The writer of the best seller "Bad Girls" is in the arm-chair beside mine, her publicist from England in the chair angled towards us. I can hear everything they say. It's not a problem for them.
They are talking about means of getting the book to stay on the best seller lists as long as possible. The anniversary of Marilyn Monroe's death is approaching. They will be participating in the celebration at an exhibit of lesser known photos at a gallery across the street.
The book according to the author is meant to teach ordinary women the secret tricks Bad Girls like Marilyn Monroe play to get men to do things for them. Such as give them gifts, marry them, fall in love with them. The web site dedicated to the book illustrates this with the trick used by the ordinary good girl who recently caught the prince of England by wearing a transparent dress showing her undergarments.
The author is a psychologist who goes on talk shows, and gives private therapy to those with love problems. Her audience and patients are broken machines, and she knows how to fix them.
The Good Girls aren't supposed to become bad, only compete better with the Bad Girls by using their tricks. Fair and open competition. Men are machines, women are machines, the more you know of their functioning the better you will do.
Competition evidently is for the natural resources necessary to keep the machines working. Love is one of these resources. It is produced by certain machines movements in contact with other machines in movement.
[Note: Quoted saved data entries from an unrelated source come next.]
//! Event envelopes.
//!
//! An [`EventEnvelope`] is the flattened, plain-data record of one
//! asynchronous occurrence inside the socket engine. Every native callback
//! source is reduced to this one shape so the host can pull events on its own
//! schedule instead of receiving callbacks.

use std::fmt;

use bytes::Bytes;
use serde::{Deserialize, Serialize};
use tracing::warn;

use crate::error::CoreError;

/// Correlation id used by server-scoped events (LISTEN, SHUTDOWN, server ERROR).
pub const SERVER_CORRELATION_ID: &str = "server";

/// The discriminant of an [`EventEnvelope`].
///
/// Discriminant values are part of the C ABI and must not change.
#[derive(Debug, Clone, Copy, PartialEq, Eq, Hash, Serialize, Deserialize)]
#[serde(rename_all = "SCREAMING_SNAKE_CASE")]
#[repr(i32)]
pub enum EventKind {
    /// A WebSocket connection finished its upgrade.
    Open = 0,
    /// A WebSocket message arrived.
    Message = 1,
    /// A WebSocket connection closed.
    Close = 2,
    /// The listen socket was bound.
    Listen = 3,
    /// The server finished shutting down.
    Shutdown = 4,
    /// HTTP request headers completed.
    HttpStart = 5,
    /// A chunk of HTTP request body arrived.
    HttpData = 6,
    /// The HTTP request body is complete.
    HttpEnd = 7,
    /// The peer went away before the response ended.
    HttpAbort = 8,
    /// A backpressured response drained and can accept more data.
    HttpWritable = 9,
    /// A diagnostic, or the empty-queue sentinel.
    Error = 10,
}

impl EventKind {
    /// All event kinds in discriminant order.
    pub const ALL: [Self; 11] = [
        Self::Open,
        Self::Message,
        Self::Close,
        Self::Listen,
        Self::Shutdown,
        Self::HttpStart,
        Self::HttpData,
        Self::HttpEnd,
        Self::HttpAbort,
        Self::HttpWritable,
        Self::Error,
    ];

    /// Returns the stable upper-case name of this kind.
    #[must_use]
    pub const fn as_str(self) -> &'static str {
        match self {
            Self::Open => "OPEN",
            Self::Message => "MESSAGE",
            Self::Close => "CLOSE",
            Self::Listen => "LISTEN",
            Self::Shutdown => "SHUTDOWN",
            Self::HttpStart => "HTTP_START",
            Self::HttpData => "HTTP_DATA",
            Self::HttpEnd => "HTTP_END",
            Self::HttpAbort => "HTTP_ABORT",
            Self::HttpWritable => "HTTP_WRITABLE",
            Self::Error => "ERROR",
        }
    }

    /// Returns the C ABI discriminant.
    #[must_use]
    pub const fn as_i32(self) -> i32 {
        self as i32
    }
}

impl fmt::Display for EventKind {
    fn fmt(&self, f: &mut fmt::Formatter<'_>) -> fmt::Result {
        f.write_str(self.as_str())
    }
}

impl TryFrom<i32> for EventKind {
    type Error = CoreError;

    fn try_from(value: i32) -> Result<Self, CoreError> {
        Self::ALL
            .iter()
            .copied()
            .find(|kind| kind.as_i32() == value)
            .ok_or(CoreError::UnknownEventKind(value))
    }
}

/// One asynchronous occurrence: kind, correlation id and payload bytes.
///
/// The correlation id is always present. Server-scoped events use
/// [`SERVER_CORRELATION_ID`].
#[derive(Debug, Clone, PartialEq, Eq)]
pub struct EventEnvelope {
    kind: EventKind,
    correlation_id: String,
    payload: Bytes,
    truncated: bool,
}

impl EventEnvelope {
    /// Creates an envelope without applying a payload cap.
    pub fn new(kind: EventKind, correlation_id: impl Into<String>, payload: Bytes) -> Self {
        Self {
            kind,
            correlation_id: correlation_id.into(),
            payload,
            truncated: false,
        }
    }

    /// Creates an envelope whose payload is cut to at most `max_payload` bytes.
    ///
    /// Truncation is logged and recorded on the envelope; it never happens
    /// silently.
    pub fn capped(
        kind: EventKind,
        correlation_id: impl Into<String>,
        mut payload: Bytes,
        max_payload: usize,
    ) -> Self {
        let correlation_id = correlation_id.into();
        let truncated = payload.len() > max_payload;
        if truncated {
            warn!(
                kind = %kind,
                correlation_id = %correlation_id,
                size = payload.len(),
                max = max_payload,
                "Event payload exceeds maximum size, truncating"
            );
            payload.truncate(max_payload);
        }
        Self {
            kind,
            correlation_id,
            payload,
            truncated,
        }
    }

    /// Creates a server-scoped envelope.
    pub fn server(kind: EventKind, payload: Bytes) -> Self {
        Self::new(kind, SERVER_CORRELATION_ID, payload)
    }

    /// The sentinel returned when popping an empty queue.
    #[must_use]
    pub fn empty_sentinel() -> Self {
        Self::server(EventKind::Error, Bytes::new())
    }

    /// Returns `true` if this is the empty-queue sentinel.
    #[must_use]
    pub fn is_empty_sentinel(&self) -> bool {
        self.kind == EventKind::Error
            && self.payload.is_empty()
            && self.correlation_id == SERVER_CORRELATION_ID
    }

    /// Returns the event kind.
    #[must_use]
    pub fn kind(&self) -> EventKind {
        self.kind
    }

    /// Returns the correlation id.
    #[must_use]
    pub fn correlation_id(&self) -> &str {
        &self.correlation_id
    }

    /// Returns the payload.
    #[must_use]
    pub fn payload(&self) -> &Bytes {
        &self.payload
    }

    /// Returns `true` if the payload was cut to the configured maximum.
    #[must_use]
    pub fn truncated(&self) -> bool {
        self.truncated
    }

    /// Decomposes the envelope.
    #[must_use]
    pub fn into_parts(self) -> (EventKind, String, Bytes) {
        (self.kind, self.correlation_id, self.payload)
    }
}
The Bad Girl is a damaged machine that works specially well in getting things that as a machine as a whole it can't use. The Good Girl adjusts her mechanism to the efficiency of the bad girl, but keeps in mind other requirements.
The psychologist author says that poor Marilyn Monroe was traumatized in her past by not having a father. Bad girls usually have father problems. The famous "Sex-Siren" used allure which is a good thing for something bad, uselessly attracting one man after another.
All this is familiar to cafe patrons like myself. You are bad because of something that happened to you in the past. Repair yourself by understanding what people did to you.
In the other corner of the cafe is someone not presently living telling a different story: no bad man can hurt a good man, no bad woman can hurt a good woman, no bad woman can hurt a good man, and no bad man can hurt a good woman. (That covers it.)
Something in the expression I see in the faces of strangers says they remember a time they were not machines. Tells me I am not bad now, only have forgotten myself. I interrupt the two women in their conversation.
- I know something about Bad Girls.
- Really?
- Yes, I was married to one. I think you are wrong.
- Why?
- Men are not tricked by them. Not exactly. What you don't understand is that the men you call "Sitting Duck" victims of Bad Girls are just like them willing to pay with the poor functioning of their mechanism as a whole for a thrilling technical efficiency in the matter of love. They are a couple of machine breakers. They love breaking machines. They love breaking the machine of love.
- You're a writer?
- As well as a broken machine can write.
The women get back to the business of book promotion.